The 20% income tax version has only £50 of tax saving at other platforms so its anticipated loss is £357.50 each iteration.
40% tax payer, 30 day loans of £10,000 total at 0.3% a day:
1. £900 gross interest. For income tax the bad debt can be deducted, that's 7% of £10,000. £700. Income tax at 40% is due on the £200 leaving £120 initial gain after income tax. 2. 35% of £900 taken by platform, £315. Paid to lender £585. 3. since there's £700 of bad debt, £585 - £700 - £80 = £195 of loss each time
The 20% version has a £40 income tax deduction so it's loss is lower, £155 each time.
40% tax payer, 15 day loans of £10,000 total at 0.6% a day:
Same as the above 30 day at 0.3% a day case.
40% tax payer, 30 day loans of £10,000 total at 0.6% a day:
1. £1800 gross interest. For income tax the bad debt can be deducted, that's 7% of £10,000. £700. Income tax at 40% is due on the remaining £1100, £440, leaving £660 initial gain after income tax.
2. 35% of £1800 taken by platform, £630. Paid to lender £ 1170 3. since there's £700 of bad debt, £1170 - £700 - £440 = £30 of profit each time
Basic rate tax payer has only £220 of income tax so the potential profit there is £250 each time.

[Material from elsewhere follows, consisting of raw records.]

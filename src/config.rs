//! Runtime configuration for the controller
//!
//! All tunables are injected through the [`Settings`] carried by the Manager
//! rather than process-wide mutable state, so tests can run with jitter and
//! waiter delays turned down without touching globals.

use std::time::Duration;

/// Parameters for the deregistration waiters
#[derive(Debug, Clone)]
pub struct WaiterSettings {
    /// First backoff delay between health polls
    pub min_delay: Duration,
    /// Upper bound for the backoff delay
    pub max_delay: Duration,
    /// Maximum number of health polls before giving up
    pub max_attempts: u32,
}

impl Default for WaiterSettings {
    fn default() -> Self {
        Self {
            min_delay: Duration::from_secs(15),
            max_delay: Duration::from_secs(30),
            max_attempts: 500,
        }
    }
}

/// Runtime settings for the controller
#[derive(Debug, Clone)]
pub struct Settings {
    /// AWS region the controller operates in
    pub region: String,
    /// Name of the queue delivering lifecycle hook notifications
    pub queue_name: String,
    /// Path to the kubectl binary used for drain and label operations
    pub kubectl_path: String,
    /// Hard time limit for a node drain
    pub drain_timeout_seconds: i64,
    /// Interval between drain retries
    pub drain_retry_interval_seconds: i64,
    /// Long-poll wait for queue receives, and the retry sleep on receive errors
    pub polling_interval_seconds: i64,
    /// Whether terminating instances are deregistered from load balancer pools
    pub with_deregister: bool,
    /// Port the metrics endpoint listens on
    pub metrics_port: u16,
    /// Jitter range in seconds applied once per deregistration run
    pub thread_jitter_range_seconds: f64,
    /// Jitter range in seconds applied before each pool API call
    pub iteration_jitter_range_seconds: f64,
    /// Node age in minutes below which the health caches are flushed
    pub node_age_cache_ttl_minutes: i64,
    /// Backoff parameters for the deregistration waiters
    pub waiter: WaiterSettings,
}

impl Default for Settings {
    fn default() -> Self {
        Self {
            region: String::new(),
            queue_name: String::new(),
            kubectl_path: "/usr/local/bin/kubectl".to_string(),
            drain_timeout_seconds: 300,
            drain_retry_interval_seconds: 30,
            polling_interval_seconds: 10,
            with_deregister: true,
            metrics_port: 8080,
            thread_jitter_range_seconds: 30.0,
            iteration_jitter_range_seconds: 1.0,
            node_age_cache_ttl_minutes: 90,
            waiter: WaiterSettings::default(),
        }
    }
}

Top rate tax payer has £55 more income tax and expected loss of £25 each time.
If the platform changed the fee structuring to charge the borrower the change is quite significant: 1. £1800 gross interest paid by borrower then 35% fee deducted. £630. Gross paid to lender £1170. For income tax the bad debt can be deducted, that's 7% of £10,000. £700. Income tax at 40% is due on the remaining £470, £188, leaving £282 initial gain after income tax. 2. no more fee deduction. Paid to lender £ 1170 3. since there's £700 of bad debt, £1170 - £700 - £188 = £282 of profit each time The difference between potentially making £282 after tax or £30 after tax shows how important the change of who gets charged the fee is. Basic rate tax payer has £94 less income tax so a potential gain with revised fee structure of £376 a time. All barring an arithmetic error on my part of course. £30 of potential profit with £700 of anticipated bad debt just isn't a very attractive proposition and all it would take is 7.3% instead of 7% bad debt to eliminate the profit at 40% income tax and 0.6% a day for 30 days.This suggests to me that it is not very sensible to use this platform given the current fee structure.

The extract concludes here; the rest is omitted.